La cohésion sociale fragilisée

Last but not least, il faut rappeler que les secteurs dans lesquels les réfugié·es d’Ukraine ont été engagé·es sont ceux dans lesquels il existe depuis la pandémie une pénurie criante: hôtellerie, restauration et informatique notamment. Un «contexte» qui, allié à l’appel des autorités à la solidarité, a été plus que favorable à l’embauche. Le besoin de combler une pénurie de main-d’œuvre apparaît d’ailleurs comme le deuxième motif d’embauche de titulaires de permis S cité par les entreprises de l’étude susmentionnée.

Au-delà d’un effet de communication malvenu, de tels propos de la part des autorités creusent un fossé destructeur. Les professionnel·les de terrain alertent depuis plusieurs mois sur l’incompréhension ressentie par les populations accueillies face à des traitements différenciés. Selon Javier Sanchis, psychothérapeute et coordinateur pour la santé mentale des migrant·es précarisé·es du canton de Vaud, «[…] les requérant·es d’asile qui ne viennent pas d’Ukraine, qui sont là ou qui vont arriver, vont continuer à être exposé·es à des procédures d’asile longues et pénibles. A cette pénibilité s’ajoute le constat qu’ils et elles ne sont pas traité·es comme les autres. On est vraiment en train de créer un problème.»12>Interview de Javier Sanchis Zozaya, «Santé mentale: les enjeux de l’accueil des réfugié·es d’Ukraine», Vivre Ensemble 187, avril 2022.

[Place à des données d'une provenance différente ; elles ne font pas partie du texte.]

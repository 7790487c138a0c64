//! # Line Shell
//!
//! One command per line, e.g. `tab campus`, `tap 2`, `toggle 1.3`. After
//! every command the current screen is re-rendered.
//!
//! Holds, checklist items, links and plans are addressed by their 1-based
//! position as shown on screen; departments, rooms, listings, alumni and
//! clubs by their `#id`.

use std::fmt::Write as _;
use std::sync::{Arc, Mutex};

use mavlynx_app::{
    AppCommand, AppCore, AppError, CampusScreen, CampusTab, EssentialsScreen, ExplorationScreen,
    ExplorationTab, LinkOpener, NetworkingScreen, RoomType, Tab,
};

use crate::render;

/// Help text for the `help` command
pub const HELP: &str = "\
navigation:  tab NAME|1-5   1..5   next   prev   back   forward   show   reload
sub-tabs:    sub departments|studyRooms|housing|foodRec
essentials:  toggle H.I   link H.L   save   plan N
networking:  query TEXT   submit   connect ID   know-more ID   join ID
campus:      tap ID   close   slot ID
exploration: location TEXT   max-price N   room-type TYPE   apply-filters   apply ID
other:       help   quit";

/// A parsed shell line
#[derive(Debug, Clone, PartialEq)]
pub enum ShellCommand {
    /// Print the command list
    Help,
    /// Leave the shell
    Quit,
    /// Re-render without changing anything
    Show,
    /// Select a tab
    Tab(Tab),
    /// Next tab in bar order
    Next,
    /// Previous tab in bar order
    Prev,
    /// Close the detail view or go back
    Back,
    /// Go forward after going back
    Forward,
    /// Re-fetch the current tab's lists
    Reload,
    /// Switch sub-tab on Campus or Exploration
    SubTab(String),
    /// Tick or untick a checklist item
    Toggle {
        /// Hold index
        hold: usize,
        /// Item index
        item: usize,
    },
    /// Open a hold link
    Link {
        /// Hold index
        hold: usize,
        /// Link index
        link: usize,
    },
    /// Save checklist progress
    Save,
    /// Apply for a phone plan
    Plan(usize),
    /// Type into the alumni search bar
    Query(String),
    /// Submit the alumni search
    Submit,
    /// Connect with an alumnus
    Connect(u32),
    /// Open club details
    KnowMore(u32),
    /// Join a club
    Join(u32),
    /// Tap a department marker
    Tap(u32),
    /// Close the room info overlay
    Close,
    /// Apply for a study room slot
    Slot(u32),
    /// Set the housing location filter
    Location(String),
    /// Move the max-price slider
    MaxPrice(u32),
    /// Pick a room type
    RoomType(RoomType),
    /// Commit the housing filter form
    ApplyFilters,
    /// Apply for a housing listing
    Apply(u32),
}

fn invalid(message: impl Into<String>) -> AppError {
    AppError::InvalidInput(message.into())
}

fn number<T: std::str::FromStr>(word: &str, arg: &str) -> Result<T, AppError> {
    arg.parse()
        .map_err(|_| invalid(format!("{word} expects a number, got '{arg}'")))
}

/// 1-based position shown on screen to a 0-based index
fn position(word: &str, arg: &str) -> Result<usize, AppError> {
    match number::<usize>(word, arg)? {
        0 => Err(invalid(format!("{word} positions start at 1"))),
        n => Ok(n - 1),
    }
}

/// `H.I` pair of positions
fn pair(word: &str, arg: &str) -> Result<(usize, usize), AppError> {
    let (a, b) = arg
        .split_once('.')
        .ok_or_else(|| invalid(format!("{word} expects H.I, got '{arg}'")))?;
    Ok((position(word, a)?, position(word, b)?))
}

fn required<'a>(word: &str, rest: &'a str, what: &str) -> Result<&'a str, AppError> {
    if rest.is_empty() {
        Err(invalid(format!("{word} expects {what}")))
    } else {
        Ok(rest)
    }
}

impl ShellCommand {
    /// Parse one line
    pub fn parse(line: &str) -> Result<Self, AppError> {
        let line = line.trim();
        let (word, rest) = line
            .split_once(char::is_whitespace)
            .map_or((line, ""), |(w, r)| (w, r.trim()));

        let needs_arg = |what: &str| required(word, rest, what);

        let command = match word.to_lowercase().as_str() {
            "help" | "?" => Self::Help,
            "quit" | "exit" | "q" => Self::Quit,
            "show" | "" => Self::Show,
            "tab" => Self::Tab(needs_arg("a tab name")?.parse()?),
            "next" => Self::Next,
            "prev" => Self::Prev,
            "back" => Self::Back,
            "forward" => Self::Forward,
            "reload" | "retry" => Self::Reload,
            "sub" => Self::SubTab(needs_arg("a sub-tab name")?.to_string()),
            "toggle" => {
                let (hold, item) = pair(word, needs_arg("H.I")?)?;
                Self::Toggle { hold, item }
            }
            "link" => {
                let (hold, link) = pair(word, needs_arg("H.L")?)?;
                Self::Link { hold, link }
            }
            "save" => Self::Save,
            "plan" => Self::Plan(position(word, needs_arg("a plan number")?)?),
            // An empty query is meaningful: it clears the search bar
            "query" => Self::Query(rest.to_string()),
            "submit" => Self::Submit,
            "connect" => Self::Connect(number(word, needs_arg("an alumnus id")?)?),
            "know-more" => Self::KnowMore(number(word, needs_arg("a club id")?)?),
            "join" => Self::Join(number(word, needs_arg("a club id")?)?),
            "tap" => Self::Tap(number(word, needs_arg("a department id")?)?),
            "close" => Self::Close,
            "slot" => Self::Slot(number(word, needs_arg("a room id")?)?),
            "location" => Self::Location(rest.to_string()),
            "max-price" => Self::MaxPrice(number(word, needs_arg("a price")?)?),
            "room-type" => Self::RoomType(needs_arg("a room type")?.parse()?),
            "apply-filters" => Self::ApplyFilters,
            "apply" => Self::Apply(number(word, needs_arg("a listing id")?)?),
            digit if digit.len() == 1 && digit.chars().all(|c| c.is_ascii_digit()) => {
                Self::Tab(digit.parse()?)
            }
            _ => return Err(invalid(format!("unknown command '{word}', try 'help'"))),
        };
        Ok(command)
    }
}

/// What the shell wants the caller to do after a line
#[derive(Debug, Clone, PartialEq, Eq)]
pub enum Step {
    /// Print this and read the next line
    Output(String),
    /// Stop reading
    Quit,
}

/// Link opener for the terminal: queues URLs for the shell to print
/// alongside the next screen
#[derive(Debug, Clone, Default)]
pub struct TerminalLinkOpener {
    opened: Arc<Mutex<Vec<String>>>,
}

impl TerminalLinkOpener {
    /// URLs opened since the last call, oldest first
    pub fn take(&self) -> Vec<String> {
        self.opened
            .lock()
            .map(|mut opened| std::mem::take(&mut *opened))
            .unwrap_or_default()
    }
}

impl LinkOpener for TerminalLinkOpener {
    fn open(&self, url: &str) {
        tracing::info!(url, "Opening external link");
        if let Ok(mut opened) = self.opened.lock() {
            opened.push(url.to_string());
        }
    }
}

/// Shell state: the app it drives and the links it opened
#[derive(Debug)]
pub struct Shell {
    app: AppCore,
    links: TerminalLinkOpener,
}

fn wrong_tab(word: &str, tab: Tab) -> AppError {
    invalid(format!("'{word}' is only available on the {tab} tab"))
}

impl Shell {
    /// Wrap an app; call [`start`](Self::start) before the first line
    pub fn new(app: AppCore) -> Self {
        Self::with_links(app, TerminalLinkOpener::default())
    }

    /// Wrap an app whose links go through `links`; opened URLs are printed
    /// before the screen that follows
    pub fn with_links(app: AppCore, links: TerminalLinkOpener) -> Self {
        Self { app, links }
    }

    /// Mount the initial tab and render it
    pub async fn start(&mut self) -> String {
        self.app.start().await;
        render::app(&self.app)
    }

    /// The driven app
    pub fn app(&self) -> &AppCore {
        &self.app
    }

    /// Parse and run one line
    pub async fn run_line(&mut self, line: &str) -> Step {
        let command = match ShellCommand::parse(line) {
            Ok(command) => command,
            Err(err) => return Step::Output(format!("{}\n", render::error_line(&err))),
        };
        match command {
            ShellCommand::Quit => Step::Quit,
            ShellCommand::Help => Step::Output(format!("{HELP}\n")),
            command => {
                let text = match self.run(command).await {
                    Ok(()) => render::app(&self.app),
                    Err(err) => format!("{}\n", render::error_line(&err)),
                };
                Step::Output(self.opened_links() + &text)
            }
        }
    }

    fn opened_links(&self) -> String {
        let mut out = String::new();
        for url in self.links.take() {
            let _ = writeln!(out, "-> open in your browser: {url}");
        }
        out
    }

    fn require(&self, word: &str, tab: Tab) -> Result<(), AppError> {
        if self.app.current_tab() == tab {
            Ok(())
        } else {
            Err(wrong_tab(word, tab))
        }
    }

    async fn run(&mut self, command: ShellCommand) -> Result<(), AppError> {
        let commands: Vec<AppCommand> = match command {
            ShellCommand::Help | ShellCommand::Quit | ShellCommand::Show => Vec::new(),
            ShellCommand::Tab(tab) => {
                self.app.select_tab(tab).await;
                Vec::new()
            }
            ShellCommand::Next => {
                self.app.next_tab().await;
                Vec::new()
            }
            ShellCommand::Prev => {
                self.app.prev_tab().await;
                Vec::new()
            }
            ShellCommand::Back => {
                self.app.back().await;
                Vec::new()
            }
            ShellCommand::Forward => {
                self.app.forward().await;
                Vec::new()
            }
            ShellCommand::Reload => {
                let outcomes = self.app.reload_current().await;
                tracing::debug!(?outcomes, "Reloaded");
                Vec::new()
            }
            ShellCommand::SubTab(name) => {
                self.set_sub_tab(&name)?;
                Vec::new()
            }
            other => self.screen_action(other)?,
        };
        self.app.execute(commands).await
    }

    fn set_sub_tab(&mut self, name: &str) -> Result<(), AppError> {
        match self.app.current_tab() {
            Tab::Campus => {
                let sub: CampusTab = name.parse()?;
                if let Some(screen) = self.app.campus_mut() {
                    screen.set_active_tab(sub);
                }
                Ok(())
            }
            Tab::Exploration => {
                let sub: ExplorationTab = name.parse()?;
                if let Some(screen) = self.app.exploration_mut() {
                    screen.set_active_tab(sub);
                }
                Ok(())
            }
            _ => Err(AppError::UnknownSubTab(name.to_string())),
        }
    }

    fn not_mounted(tab: Tab) -> AppError {
        AppError::UnknownRoute(format!("{tab} (not loaded)"))
    }

    fn screen_action(&mut self, command: ShellCommand) -> Result<Vec<AppCommand>, AppError> {
        match command {
            // Essentials
            ShellCommand::Toggle { hold, item } => {
                self.require("toggle", Tab::Essentials)?;
                let screen = self
                    .app
                    .essentials_mut()
                    .ok_or_else(|| Self::not_mounted(Tab::Essentials))?;
                screen.toggle(hold, item)?;
                Ok(Vec::new())
            }
            ShellCommand::Link { hold, link } => {
                self.require("link", Tab::Essentials)?;
                self.essentials()?.open_link(hold, link)
            }
            ShellCommand::Save => {
                self.require("save", Tab::Essentials)?;
                Ok(self.essentials()?.save_progress())
            }
            ShellCommand::Plan(index) => {
                self.require("plan", Tab::Essentials)?;
                self.essentials()?.apply_for_plan(index)
            }

            // Networking
            ShellCommand::Query(text) => {
                self.require("query", Tab::Networking)?;
                self.networking_mut()?.set_query(text);
                Ok(Vec::new())
            }
            ShellCommand::Submit => {
                self.require("submit", Tab::Networking)?;
                self.networking_mut()?.submit_search();
                Ok(Vec::new())
            }
            ShellCommand::Connect(id) => {
                self.require("connect", Tab::Networking)?;
                self.networking_mut()?.connect(id)
            }
            ShellCommand::KnowMore(id) => {
                self.require("know-more", Tab::Networking)?;
                self.networking_mut()?.know_more(id)
            }
            ShellCommand::Join(id) => {
                self.require("join", Tab::Networking)?;
                self.networking_mut()?.join_club(id)
            }

            // Campus
            ShellCommand::Tap(id) => {
                self.require("tap", Tab::Campus)?;
                self.campus_mut()?.tap_marker(id)?;
                Ok(Vec::new())
            }
            ShellCommand::Close => {
                self.require("close", Tab::Campus)?;
                self.campus_mut()?.close_modal();
                Ok(Vec::new())
            }
            ShellCommand::Slot(id) => {
                self.require("slot", Tab::Campus)?;
                self.campus_mut()?.apply_for_slot(id)
            }

            // Exploration
            ShellCommand::Location(text) => {
                self.require("location", Tab::Exploration)?;
                self.exploration_mut()?.set_location(text);
                Ok(Vec::new())
            }
            ShellCommand::MaxPrice(value) => {
                self.require("max-price", Tab::Exploration)?;
                self.exploration_mut()?.set_max_price(value);
                Ok(Vec::new())
            }
            ShellCommand::RoomType(room_type) => {
                self.require("room-type", Tab::Exploration)?;
                self.exploration_mut()?.set_room_type(room_type);
                Ok(Vec::new())
            }
            ShellCommand::ApplyFilters => {
                self.require("apply-filters", Tab::Exploration)?;
                let visible = self.exploration_mut()?.apply_filters();
                tracing::debug!(visible, "Housing filters applied");
                Ok(Vec::new())
            }
            ShellCommand::Apply(id) => {
                self.require("apply", Tab::Exploration)?;
                self.exploration_mut()?.apply_for_housing(id)
            }

            ShellCommand::Help
            | ShellCommand::Quit
            | ShellCommand::Show
            | ShellCommand::Tab(_)
            | ShellCommand::Next
            | ShellCommand::Prev
            | ShellCommand::Back
            | ShellCommand::Forward
            | ShellCommand::Reload
            | ShellCommand::SubTab(_) => Ok(Vec::new()),
        }
    }

    fn essentials(&self) -> Result<&EssentialsScreen, AppError> {
        self.app
            .essentials()
            .ok_or_else(|| Self::not_mounted(Tab::Essentials))
    }

    fn networking_mut(&mut self) -> Result<&mut NetworkingScreen, AppError> {
        self.app
            .networking_mut()
            .ok_or_else(|| Self::not_mounted(Tab::Networking))
    }

    fn campus_mut(&mut self) -> Result<&mut CampusScreen, AppError> {
        self.app
            .campus_mut()
            .ok_or_else(|| Self::not_mounted(Tab::Campus))
    }

    fn exploration_mut(&mut self) -> Result<&mut ExplorationScreen, AppError> {
        self.app
            .exploration_mut()
            .ok_or_else(|| Self::not_mounted(Tab::Exploration))
    }
}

Au lieu de désamorcer les choses, la conseillère fédérale Karin Keller-Sutter, en charge de la justice et police, semble les attiser dans les médias. Ici dans Watson: «Tout d’abord, je tiens à préciser que le taux d’activité des réfugiés ukrainiens est plus élevé que celui des autres groupes de réfugiés.» Mais également: «Ce désir de retourner dans leur pays caractérise clairement les Ukrainiens par rapport à d’autres groupes de réfugiés.»13>Interview de Karin Keller-Sutter: «Le désir de rentrer chez eux caractérise les réfugiés ukrainiens», Watson, 13.07.22. Comme si l’exil forcé vécu par les Afghan·es, Syrien·nes, Kurdes, Iranien·nes, etc. n’était pas empreint du deuil d’avoir dû tout abandonner. Pourquoi cette mise en concurrence de populations précarisées suite à leur déplacement?

Distribuer des médailles à des personnes ayant bénéficié d’un accueil privilégié en rabaissant leurs vis-à-vis qui peinent à se défaire des obstacles que les autorités leur ont elles-mêmes imposés est se tirer une balle dans le pied. En effet, ce discours manifeste un mépris certain pour le travail mené par de nombreuses structures privées et publiques d’intégration. L’exemple ukrainien montre que l’accès à l’emploi est bien plus déterminé par le contexte politique et l’existence ou non de mesures visant à l’encourager que par les qualifications des individus. Le reconnaître permettrait de souligner l’importance d’un accueil digne et capacitant pour toutes les personnes réfugiées.

Notes[+]

* Article et illustration parus sous le titre «Insertion professionnelle des Permis S – une communication discriminante et sans fondement» dans Vivre Ensemble, revue d’information sur l’asile, no 189, sept.-oct. 2022.